O STF (Supremo Tribunal Federal) manteve a equiparação do teto salarial de juízes estaduais e federal, o que eleva a remuneração máxima dos magistrados dos estados.

Os ministros ratificaram decisão de 2007 que julgou inconstitucional a imposição de um subteto equivalente a 90,25% do limite dos vencimentos federais.

O julgamento ocorreu no plenário virtual e foi encerrado no último dia 4 com um placar de 9 a 1. Apenas o ministro Edson Fachin divergiu do relator, ministro Gilmar Mendes, que afirmou que o subteto é ilegal por violar o caráter nacional da magistratura. O ministro Alexandre de Moraes se declarou impedido e não participou da análise do processo.

Ministros do STF sentados em bancada
Sessão plenária do STF que deu continuidade ao julgamento da autorização para investigações de transações financeiras por parte do Coaf - Pedro Ladeira - 27.nov.19/Folhapress

A medida havia sido implementada através de emenda constitucional e de resolução do CNJ (Conselho Nacional de Justiça), que foram contestadas no Supremo pela AMB (Associação dos Magistrados Brasileiros).

Só a fundamentação do voto do relator e da posição divergente foram inseridas no sistema. Os demais ministros apenas acompanharam Gilmar Mendes.

O relator afirmou que a imposição de limites salariais distintos “produz um quadro de tratamento inequivocamente discriminatório dentro da uma instituição una e nacional”.

“Se a própria Constituição Federal define os mesmos princípios e normas fundamentais para conformar toda a magistratura, notadamente na disciplina dos subsídios, não há como a mesma Carta Magna impôr tratamento diferenciado em relação ao teto de vencimentos", frisou.

Fachin, porém, ressaltou que essa distinção entre juízes que atuam em diferentes níveis é constitucional.

“O texto da norma trata, seguramente, de uma ‘estrutura judiciária nacional’, mas isso não o impede de desenhar todo um conjunto de partições, a começar pelos níveis federal e estadual, que produzem distinções normativas no tratamento das diversas categorias, nomeadamente quanto ao aspecto remuneratório. Fala-se, portanto, em escalonamento”, observou.

Gilmar, porém, disse que o atual modelo salarial é legal, mas não pode ser afastado “quando abordar o limite máximo da remuneração”.

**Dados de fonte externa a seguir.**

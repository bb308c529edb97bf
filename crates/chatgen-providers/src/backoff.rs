//! Transient-failure backoff for media endpoints
//!
//! Generation endpoints are slow and rate limited; a request is retried inside a fixed
//! window, honoring the server's pacing hint when it sends one.

use chrono::{DateTime, Utc};
use reqwest::header::HeaderMap;
use reqwest::StatusCode;
use serde::{Deserialize, Serialize};
use std::time::Duration;

/// Longest provider body excerpt carried into a failure message.
pub(crate) const BODY_EXCERPT_CHARS: usize = 600;

#[derive(Debug, Clone, Serialize, Deserialize)]
pub struct RetryPolicy {
    pub window_secs: u64,
    pub initial_delay_secs: u64,
    pub backoff_factor: u32,
    pub max_delay_secs: u64,
}

impl Default for RetryPolicy {
    fn default() -> Self {
        Self {
            window_secs: 120,
            initial_delay_secs: 2,
            backoff_factor: 2,
            max_delay_secs: 30,
        }
    }
}

impl RetryPolicy {
    fn window(&self) -> Duration {
        Duration::from_secs(self.window_secs.max(1))
    }

    /// Delay before `attempt` (1-based) when the server gave no hint:
    /// `initial * factor^(attempt-1)`, capped at `max_delay_secs`.
    pub fn backoff(&self, attempt: u32) -> Duration {
        let steps = attempt.saturating_sub(1).min(20);
        let growth = u64::from(self.backoff_factor.max(1)).saturating_pow(steps);
        let secs = self
            .initial_delay_secs
            .max(1)
            .saturating_mul(growth)
            .min(self.max_delay_secs.max(1));
        Duration::from_secs(secs)
    }

    /// How long to wait before the next attempt, or `None` once the window is spent.
    /// The wait never runs past the end of the window.
    pub fn pause_before(
        &self,
        attempt: u32,
        server_hint: Option<Duration>,
        elapsed: Duration,
    ) -> Option<Duration> {
        let left = self.window().checked_sub(elapsed).filter(|d| !d.is_zero())?;
        let wanted = server_hint.unwrap_or_else(|| self.backoff(attempt));
        Some(wanted.min(left).max(Duration::from_millis(1)))
    }
}

/// Rate limits, timeouts and gateway errors are worth another attempt; anything else is
/// the backend refusing this request.
pub(crate) fn is_transient_status(status: StatusCode) -> bool {
    status == StatusCode::REQUEST_TIMEOUT
        || status == StatusCode::TOO_MANY_REQUESTS
        || matches!(status.as_u16(), 500 | 502 | 503 | 504)
}

pub(crate) fn is_transient_transport(err: &reqwest::Error) -> bool {
    err.is_timeout() || err.is_connect() || err.is_request()
}

/// Server pacing hint: `retry-after-ms`, else `retry-after` as seconds or an HTTP date.
pub(crate) fn server_hint(headers: &HeaderMap) -> Option<Duration> {
    let header = |name: &str| {
        headers
            .get(name)
            .and_then(|v| v.to_str().ok())
            .map(str::trim)
    };

    let millis = header("retry-after-ms")
        .and_then(|v| v.parse::<u64>().ok())
        .filter(|ms| *ms > 0)
        .map(Duration::from_millis);
    if millis.is_some() {
        return millis;
    }

    let value = header("retry-after")?;
    if let Ok(secs) = value.parse::<u64>() {
        return (secs > 0).then(|| Duration::from_secs(secs));
    }
    let until = DateTime::parse_from_rfc2822(value).ok()?.with_timezone(&Utc);
    (until - Utc::now())
        .to_std()
        .ok()
        .filter(|d| !d.is_zero())
}

pub(crate) fn body_excerpt(body: &str) -> String {
    match body.char_indices().nth(BODY_EXCERPT_CHARS) {
        Some((cut, _)) => format!("{}...", &body[..cut]),
        None => body.to_string(),
    }
}

#[cfg(test)]
mod tests {
    use super::{body_excerpt, is_transient_status, server_hint, RetryPolicy};
    use reqwest::header::{HeaderMap, HeaderValue};
    use reqwest::StatusCode;
    use std::time::Duration;

    #[test]
    fn millisecond_hint_wins_over_seconds() {
        let mut headers = HeaderMap::new();
        headers.insert("retry-after", HeaderValue::from_static("40"));
        headers.insert("retry-after-ms", HeaderValue::from_static("250"));
        assert_eq!(server_hint(&headers), Some(Duration::from_millis(250)));

        let mut headers = HeaderMap::new();
        headers.insert("retry-after", HeaderValue::from_static("3"));
        assert_eq!(server_hint(&headers), Some(Duration::from_secs(3)));

        let mut headers = HeaderMap::new();
        headers.insert(
            "retry-after",
            HeaderValue::from_static("Wed, 21 Oct 2015 07:28:00 GMT"),
        );
        assert_eq!(server_hint(&headers), None);
    }

    #[test]
    fn backoff_grows_until_the_cap() {
        let policy = RetryPolicy::default();
        let delays: Vec<u64> = (1..=6).map(|a| policy.backoff(a).as_secs()).collect();
        assert_eq!(delays, vec![2, 4, 8, 16, 30, 30]);
    }

    #[test]
    fn pause_is_clamped_to_the_window() {
        let policy = RetryPolicy {
            window_secs: 10,
            ..RetryPolicy::default()
        };
        assert_eq!(policy.pause_before(1, None, Duration::from_secs(10)), None);
        assert_eq!(
            policy.pause_before(5, None, Duration::from_secs(7)),
            Some(Duration::from_secs(3))
        );
        assert_eq!(
            policy.pause_before(1, Some(Duration::from_millis(400)), Duration::ZERO),
            Some(Duration::from_millis(400))
        );
    }

    #[test]
    fn only_pacing_and_gateway_statuses_are_transient() {
        assert!(is_transient_status(StatusCode::TOO_MANY_REQUESTS));
        assert!(is_transient_status(StatusCode::BAD_GATEWAY));
        assert!(!is_transient_status(StatusCode::BAD_REQUEST));
        assert!(!is_transient_status(StatusCode::NOT_IMPLEMENTED));
    }

    #[test]
    fn long_bodies_are_cut() {
        let body = "x".repeat(700);
        let excerpt = body_excerpt(&body);
        assert_eq!(excerpt.chars().count(), 603);
        assert!(excerpt.ends_with("..."));
        assert_eq!(body_excerpt("short"), "short");
    }
}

O teto é definido pelo salário dos ministros do STF, que é de R$ 39,2 mil, e o salário dos demais níveis da magistratura é calculado a partir desse número.

O vencimento de um ministro de tribunais superiores (STJ, TST e STM) equivale a 95% do que ganham magistrados do Supremo, enquanto a remuneração de desembargadores dos tribunais estaduais corresponde a 90,25%.

Já o salário de um juiz federal de primeira instância é equivalente a 80% do teto e, quando o magistrado é titular de uma vara, a remuneração sobe para 85%. Juízes federais de segunda instância recebem 90% do teto.